▶ **ASSIGNMENT**: Report every line in the listing below where the string "CommandNotifier" shows up.

*** Opening RECORDS TO PROCESS ***

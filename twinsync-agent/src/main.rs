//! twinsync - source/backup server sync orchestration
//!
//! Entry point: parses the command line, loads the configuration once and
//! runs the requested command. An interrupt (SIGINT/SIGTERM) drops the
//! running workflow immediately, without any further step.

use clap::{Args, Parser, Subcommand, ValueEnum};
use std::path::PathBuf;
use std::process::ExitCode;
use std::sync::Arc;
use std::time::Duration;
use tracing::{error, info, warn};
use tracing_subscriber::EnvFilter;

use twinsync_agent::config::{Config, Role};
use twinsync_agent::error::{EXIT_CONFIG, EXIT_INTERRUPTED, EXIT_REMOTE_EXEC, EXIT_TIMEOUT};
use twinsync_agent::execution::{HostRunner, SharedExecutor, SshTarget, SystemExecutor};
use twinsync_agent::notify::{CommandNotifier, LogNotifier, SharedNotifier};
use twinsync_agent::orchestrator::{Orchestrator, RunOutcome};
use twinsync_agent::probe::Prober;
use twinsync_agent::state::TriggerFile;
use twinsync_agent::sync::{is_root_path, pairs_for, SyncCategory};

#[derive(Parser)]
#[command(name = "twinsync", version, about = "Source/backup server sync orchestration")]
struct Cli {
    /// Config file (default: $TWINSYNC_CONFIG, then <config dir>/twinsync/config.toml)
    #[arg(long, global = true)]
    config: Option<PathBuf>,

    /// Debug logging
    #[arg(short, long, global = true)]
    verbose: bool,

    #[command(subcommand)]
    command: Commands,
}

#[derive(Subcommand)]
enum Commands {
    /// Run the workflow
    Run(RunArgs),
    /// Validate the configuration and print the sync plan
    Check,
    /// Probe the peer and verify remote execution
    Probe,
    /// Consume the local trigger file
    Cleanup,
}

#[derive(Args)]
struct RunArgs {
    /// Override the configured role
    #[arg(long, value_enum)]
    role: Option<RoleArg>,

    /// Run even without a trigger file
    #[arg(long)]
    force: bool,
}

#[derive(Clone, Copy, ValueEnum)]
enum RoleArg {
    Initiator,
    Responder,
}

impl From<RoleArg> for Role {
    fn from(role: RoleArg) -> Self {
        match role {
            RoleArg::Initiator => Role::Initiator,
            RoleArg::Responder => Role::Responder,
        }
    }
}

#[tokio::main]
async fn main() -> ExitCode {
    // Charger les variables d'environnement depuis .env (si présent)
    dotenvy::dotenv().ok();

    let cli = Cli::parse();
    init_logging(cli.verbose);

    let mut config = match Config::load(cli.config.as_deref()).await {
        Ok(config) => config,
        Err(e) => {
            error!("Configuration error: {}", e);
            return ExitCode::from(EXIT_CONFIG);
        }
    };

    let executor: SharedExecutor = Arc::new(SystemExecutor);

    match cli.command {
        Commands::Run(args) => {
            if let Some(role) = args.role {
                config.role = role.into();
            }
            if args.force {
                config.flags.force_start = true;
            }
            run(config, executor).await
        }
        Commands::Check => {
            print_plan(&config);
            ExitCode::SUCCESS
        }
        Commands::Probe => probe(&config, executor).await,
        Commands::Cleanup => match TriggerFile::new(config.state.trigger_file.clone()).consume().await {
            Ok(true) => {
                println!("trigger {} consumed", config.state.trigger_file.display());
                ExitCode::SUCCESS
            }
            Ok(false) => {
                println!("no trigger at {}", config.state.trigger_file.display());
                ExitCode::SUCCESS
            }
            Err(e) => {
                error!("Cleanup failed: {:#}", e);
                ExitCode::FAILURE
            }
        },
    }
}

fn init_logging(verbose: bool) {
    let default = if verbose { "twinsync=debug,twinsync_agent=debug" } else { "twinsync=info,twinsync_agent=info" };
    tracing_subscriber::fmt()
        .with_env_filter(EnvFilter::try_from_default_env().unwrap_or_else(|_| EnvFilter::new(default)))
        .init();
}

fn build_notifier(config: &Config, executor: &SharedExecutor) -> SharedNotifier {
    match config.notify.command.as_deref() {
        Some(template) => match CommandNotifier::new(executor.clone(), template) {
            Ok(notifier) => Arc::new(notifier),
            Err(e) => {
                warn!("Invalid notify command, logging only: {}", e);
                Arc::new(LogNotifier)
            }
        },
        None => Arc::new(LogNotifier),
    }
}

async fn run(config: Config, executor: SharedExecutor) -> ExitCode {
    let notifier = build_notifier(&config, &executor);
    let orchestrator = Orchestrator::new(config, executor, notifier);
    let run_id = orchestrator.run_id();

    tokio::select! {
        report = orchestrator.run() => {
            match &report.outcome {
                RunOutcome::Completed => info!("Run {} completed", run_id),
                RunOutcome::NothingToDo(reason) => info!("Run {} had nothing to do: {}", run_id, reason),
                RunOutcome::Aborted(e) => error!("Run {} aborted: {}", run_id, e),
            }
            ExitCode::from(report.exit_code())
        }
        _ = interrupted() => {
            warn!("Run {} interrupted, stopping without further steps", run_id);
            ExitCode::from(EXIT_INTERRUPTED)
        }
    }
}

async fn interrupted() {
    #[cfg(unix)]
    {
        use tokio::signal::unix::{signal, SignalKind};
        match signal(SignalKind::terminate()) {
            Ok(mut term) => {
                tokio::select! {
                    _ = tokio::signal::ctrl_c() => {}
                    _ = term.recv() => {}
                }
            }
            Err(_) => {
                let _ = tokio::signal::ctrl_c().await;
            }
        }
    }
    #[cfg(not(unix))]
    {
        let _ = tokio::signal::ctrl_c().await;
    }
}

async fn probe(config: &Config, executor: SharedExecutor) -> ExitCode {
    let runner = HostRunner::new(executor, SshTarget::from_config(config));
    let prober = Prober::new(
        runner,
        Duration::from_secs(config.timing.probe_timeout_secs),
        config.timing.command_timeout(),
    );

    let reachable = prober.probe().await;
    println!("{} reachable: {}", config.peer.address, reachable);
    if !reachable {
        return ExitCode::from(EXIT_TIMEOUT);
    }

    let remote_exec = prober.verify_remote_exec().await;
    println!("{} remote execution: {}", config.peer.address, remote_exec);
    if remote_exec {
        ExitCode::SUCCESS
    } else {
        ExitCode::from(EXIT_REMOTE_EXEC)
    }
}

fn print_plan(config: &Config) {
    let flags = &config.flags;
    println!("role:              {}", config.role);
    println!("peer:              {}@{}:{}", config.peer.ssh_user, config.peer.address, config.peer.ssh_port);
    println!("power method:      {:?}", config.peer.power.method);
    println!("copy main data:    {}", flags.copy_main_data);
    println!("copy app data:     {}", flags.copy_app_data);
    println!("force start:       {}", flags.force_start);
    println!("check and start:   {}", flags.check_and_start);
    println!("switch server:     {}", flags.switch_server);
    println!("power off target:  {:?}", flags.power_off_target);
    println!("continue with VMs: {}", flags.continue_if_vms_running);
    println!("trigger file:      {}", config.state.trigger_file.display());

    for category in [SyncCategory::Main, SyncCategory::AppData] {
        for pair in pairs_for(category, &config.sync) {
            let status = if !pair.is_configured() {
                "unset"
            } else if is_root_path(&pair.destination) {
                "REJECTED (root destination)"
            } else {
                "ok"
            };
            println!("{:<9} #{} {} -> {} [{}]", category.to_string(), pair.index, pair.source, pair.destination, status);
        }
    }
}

*** Closing RECORDS TO PROCESS ***

▶ **RESPONSE TO THE EXERCISE**:
use twinsync_agent::notify::{CommandNotifier, LogNotifier, SharedNotifier};
        Some(template) => match CommandNotifier::new(executor.clone(), template) {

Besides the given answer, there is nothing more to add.